(EXERCISE DATA)

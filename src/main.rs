use anyhow::Result;
use clap::{Parser, Subcommand};
use shell_core::config::{AppConfig, FramingPolicy};
use std::path::PathBuf;
use tracing_subscriber::EnvFilter;

#[derive(Parser)]
#[command(
    name = "remote-shell",
    about = "Bridge browser terminals to Android device shells over WebSocket",
    version,
    author
)]
struct Cli {
    /// Path to config file (default: ~/.config/remote-shell/config.toml)
    #[arg(short, long, global = true)]
    config: Option<PathBuf>,

    /// Path to the adb executable
    #[arg(long, global = true)]
    adb: Option<PathBuf>,

    /// Enable verbose logging
    #[arg(short, long, global = true)]
    verbose: bool,

    #[command(subcommand)]
    command: Option<Commands>,
}

#[derive(Subcommand)]
enum Commands {
    /// Start the WebSocket server (default)
    Serve {
        /// Bind host
        #[arg(long)]
        host: Option<String>,
        /// Bind port
        #[arg(long)]
        port: Option<u16>,
        /// Force output framing instead of following the host platform
        #[arg(long, value_enum)]
        framing: Option<FramingPolicy>,
    },

    /// Show or manage configuration
    Config {
        #[command(subcommand)]
        action: Option<ConfigAction>,
    },
}

#[derive(Subcommand)]
enum ConfigAction {
    /// Show current configuration
    Show,
    /// Initialize default configuration file
    Init,
    /// Print config file path
    Path,
}

#[tokio::main]
async fn main() -> Result<()> {
    let cli = Cli::parse();

    // Set up tracing.
    let filter = if cli.verbose {
        EnvFilter::new("debug")
    } else {
        EnvFilter::new(
            std::env::var("RUST_LOG")
                .unwrap_or_else(|_| "remote_shell=info,shell_server=info,warn".into()),
        )
    };
    tracing_subscriber::fmt()
        .with_env_filter(filter)
        .with_target(false)
        .init();

    // Load config.
    let mut config = match &cli.config {
        Some(path) => AppConfig::load_from(path)?,
        None => AppConfig::load()?,
    };

    // Apply CLI overrides.
    if let Some(adb) = &cli.adb {
        config.shell.adb_path = Some(adb.clone());
    }

    match cli.command {
        Some(Commands::Serve {
            host,
            port,
            framing,
        }) => {
            if let Some(h) = host {
                config.server.host = h;
            }
            if let Some(p) = port {
                config.server.port = p;
            }
            if let Some(f) = framing {
                config.shell.framing = f;
            }
            shell_server::serve(config).await?;
        }
        Some(Commands::Config { action }) => {
            handle_config_command(action, &config)?;
        }
        None => {
            shell_server::serve(config).await?;
        }
    }

    Ok(())
}

fn handle_config_command(action: Option<ConfigAction>, config: &AppConfig) -> Result<()> {
    match action {
        Some(ConfigAction::Show) | None => {
            let toml_str = toml::to_string_pretty(config)?;
            println!("{}", toml_str);
        }
        Some(ConfigAction::Init) => {
            let path = AppConfig::default_path();
            if path.exists() {
                println!("Config already exists at: {}", path.display());
            } else {
                config.save()?;
                println!("Created default config at: {}", path.display());
            }
        }
        Some(ConfigAction::Path) => {
            println!("{}", AppConfig::default_path().display());
        }
    }
    Ok(())
}

#[cfg(test)]
mod tests {
    use super::*;

    #[test]
    fn test_cli_parses_serve_overrides() {
        let cli = Cli::parse_from([
            "remote-shell",
            "--adb",
            "/opt/sdk/adb",
            "serve",
            "--port",
            "9000",
            "--framing",
            "text",
        ]);
        assert_eq!(cli.adb, Some(PathBuf::from("/opt/sdk/adb")));
        match cli.command {
            Some(Commands::Serve { port, framing, .. }) => {
                assert_eq!(port, Some(9000));
                assert_eq!(framing, Some(FramingPolicy::Text));
            }
            _ => panic!("Expected serve"),
        }
    }

    #[test]
    fn test_framing_values() {
        for (value, expected) in [
            ("auto", FramingPolicy::Auto),
            ("binary", FramingPolicy::Binary),
        ] {
            let cli = Cli::parse_from(["remote-shell", "serve", "--framing", value]);
            match cli.command {
                Some(Commands::Serve { framing, .. }) => assert_eq!(framing, Some(expected)),
                _ => panic!("Expected serve"),
            }
        }
    }

    #[test]
    fn test_unknown_framing_rejected() {
        assert!(Cli::try_parse_from(["remote-shell", "serve", "--framing", "ascii"]).is_err());
    }
}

(End EXERCISE DATA)

-- WHAT TO PRODUCE --
All lines with the word "Result" need to be copied from the data above.

-- ANSWER SPACE --
use anyhow::Result;
async fn main() -> Result<()> {
fn handle_config_command(action: Option<ConfigAction>, config: &AppConfig) -> Result<()> {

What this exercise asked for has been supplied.